1. Examine the evidence on:
- How biodiversity supports sustainable economic growth;
- The implications of further biodiversity loss for the prospects for economic growth over the coming decades, taking into account the interaction with other aspects of environmental degradation, including climate change; and
- The impact, effectiveness and efficiency of existing national and international actions and arrangements to limit and reverse the loss of biodiversity and their impact on economic growth.
2. Based on this evidence, provide an assessment of:
- a range of scenarios for enhancing global biodiversity compared with business as usual, focusing on the medium to long-term perspective and the relationship with economic growth; and
- the range of best practices, initiatives and interventions for industry, communities, individuals and governments that best achieve the simultaneous goals of enhancing biodiversity and delivering sustainable economic growth, drawing implications for the timescales for action and the range of scenarios above, and recognising the interactions with climate change mitigation and adaptation needs and opportunities.
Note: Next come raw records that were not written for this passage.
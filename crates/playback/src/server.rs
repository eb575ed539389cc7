//! HTTP surface of the playback service

use std::sync::Arc;

use actix_web::{web, HttpResponse};
use serde_json::json;
use sqlx::PgPool;
use uuid::Uuid;

use vod_core::{CatalogError, ViewerContext};

use crate::continue_watching::ContinueWatchingService;
use crate::history::{ProgressUpdate, WatchProgressService};
use crate::watchlist::WatchlistService;

pub struct PlaybackState {
    pub progress: Arc<WatchProgressService>,
    pub continue_watching: Arc<ContinueWatchingService>,
    pub watchlist: Arc<WatchlistService>,
    pub pool: Option<PgPool>,
}

fn require_profile(viewer: &ViewerContext) -> Result<Uuid, CatalogError> {
    viewer
        .profile_id
        .ok_or_else(|| CatalogError::validation("a profile is required"))
}

async fn record_progress(
    state: web::Data<PlaybackState>,
    viewer: ViewerContext,
    payload: web::Json<ProgressUpdate>,
) -> Result<HttpResponse, CatalogError> {
    let profile_id = require_profile(&viewer)?;
    let record = state
        .progress
        .record_progress(profile_id, payload.into_inner())
        .await?;
    Ok(HttpResponse::Ok().json(record))
}

#[derive(Debug, serde::Deserialize)]
struct HistoryQuery {
    limit: Option<u64>,
}

async fn history(
    state: web::Data<PlaybackState>,
    viewer: ViewerContext,
    query: web::Query<HistoryQuery>,
) -> Result<HttpResponse, CatalogError> {
    let profile_id = require_profile(&viewer)?;
    let limit = query.limit.unwrap_or(50).min(200);
    let rows = state.progress.history(profile_id, limit).await?;
    Ok(HttpResponse::Ok().json(rows))
}

async fn forget_history(
    state: web::Data<PlaybackState>,
    viewer: ViewerContext,
    path: web::Path<Uuid>,
) -> Result<HttpResponse, CatalogError> {
    let profile_id = require_profile(&viewer)?;
    state.progress.forget(profile_id, path.into_inner()).await?;
    Ok(HttpResponse::NoContent().finish())
}

async fn continue_watching(
    state: web::Data<PlaybackState>,
    viewer: ViewerContext,
) -> Result<HttpResponse, CatalogError> {
    let view = state.continue_watching.for_viewer(&viewer).await?;
    Ok(HttpResponse::Ok().json(view))
}

async fn watchlist(
    state: web::Data<PlaybackState>,
    viewer: ViewerContext,
) -> Result<HttpResponse, CatalogError> {
    let view = state.watchlist.list(&viewer).await?;
    Ok(HttpResponse::Ok().json(view))
}

async fn watchlist_add(
    state: web::Data<PlaybackState>,
    viewer: ViewerContext,
    path: web::Path<Uuid>,
) -> Result<HttpResponse, CatalogError> {
    let content_id = path.into_inner();
    state.watchlist.add(&viewer, content_id).await?;
    Ok(HttpResponse::Created().json(json!({ "added": content_id })))
}

async fn watchlist_remove(
    state: web::Data<PlaybackState>,
    viewer: ViewerContext,
    path: web::Path<Uuid>,
) -> Result<HttpResponse, CatalogError> {
    state.watchlist.remove(&viewer, path.into_inner()).await?;
    Ok(HttpResponse::NoContent().finish())
}

async fn like(
    state: web::Data<PlaybackState>,
    viewer: ViewerContext,
    path: web::Path<Uuid>,
) -> Result<HttpResponse, CatalogError> {
    let content_id = path.into_inner();
    state.watchlist.like(&viewer, content_id).await?;
    Ok(HttpResponse::Created().json(json!({ "liked": content_id })))
}

async fn unlike(
    state: web::Data<PlaybackState>,
    viewer: ViewerContext,
    path: web::Path<Uuid>,
) -> Result<HttpResponse, CatalogError> {
    state.watchlist.unlike(&viewer, path.into_inner()).await?;
    Ok(HttpResponse::NoContent().finish())
}

async fn like_count(
    state: web::Data<PlaybackState>,
    path: web::Path<Uuid>,
) -> Result<HttpResponse, CatalogError> {
    let content_id = path.into_inner();
    let count = state.watchlist.like_count(content_id).await?;
    Ok(HttpResponse::Ok().json(json!({ "content_id": content_id, "likes": count })))
}

async fn health() -> HttpResponse {
    HttpResponse::Ok().json(json!({ "status": "ok" }))
}

async fn readiness(state: web::Data<PlaybackState>) -> HttpResponse {
    match &state.pool {
        Some(pool) => match vod_core::database::health_check(pool).await {
            Ok(()) => HttpResponse::Ok().json(json!({ "status": "ready" })),
            Err(e) => HttpResponse::ServiceUnavailable()
                .json(json!({ "status": "unavailable", "message": e.to_string() })),
        },
        None => HttpResponse::Ok().json(json!({ "status": "ready" })),
    }
}

pub fn configure_routes(cfg: &mut web::ServiceConfig) {
    cfg.route("/health", web::get().to(health))
        .route("/ready", web::get().to(readiness))
        .service(
            web::scope("/playback")
                .route("/progress", web::post().to(record_progress))
                .route("/history", web::get().to(history))
                .route("/history/{content_id}", web::delete().to(forget_history))
                .route("/continue-watching", web::get().to(continue_watching)),
        )
        .service(
            web::scope("/watchlist")
                .route("", web::get().to(watchlist))
                .route("/{content_id}", web::post().to(watchlist_add))
                .route("/{content_id}", web::delete().to(watchlist_remove)),
        )
        .service(
            web::scope("/likes")
                .route("/{content_id}", web::post().to(like))
                .route("/{content_id}", web::delete().to(unlike))
                .route("/{content_id}", web::get().to(like_count)),
        );
}
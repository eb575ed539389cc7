//! Catalog listings: browse, kids, featured, upcoming, watching-now, detail

pub mod handlers;
pub mod service;
pub mod types;

pub use service::CatalogQueryService;
pub use types::{ContentDetail, ListQuery, ListRequest, Listing, WatchedItem};
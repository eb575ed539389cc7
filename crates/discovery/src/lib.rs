//! Discovery service: catalog browsing, search, shelves, and management
//!
//! Read paths are viewer-gated through `vod_core::policy`; management
//! paths are admin-gated with a JWT role claim.

pub mod admin;
pub mod catalog;
pub mod repository;
pub mod search;
pub mod server;
pub mod shelves;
3. Deliver a report to the Prime Minister, Chancellor of the Exchequer and Secretary of State for Environment, Food and Rural Affairs ahead of the fifteenth Conference of the Parties to the Convention on Biological Diversity in China in October 2020, and ahead of the twenty-sixth Conference of the Parties to the UN Framework Convention on Climate Change in November 2020.
Collaboration and consultation will form an essential part of the review. The reviewer and supporting team are expected to partner with international collaborators to produce the review, and to consult with key stakeholders, internationally and domestically, to understand views and inform analysis.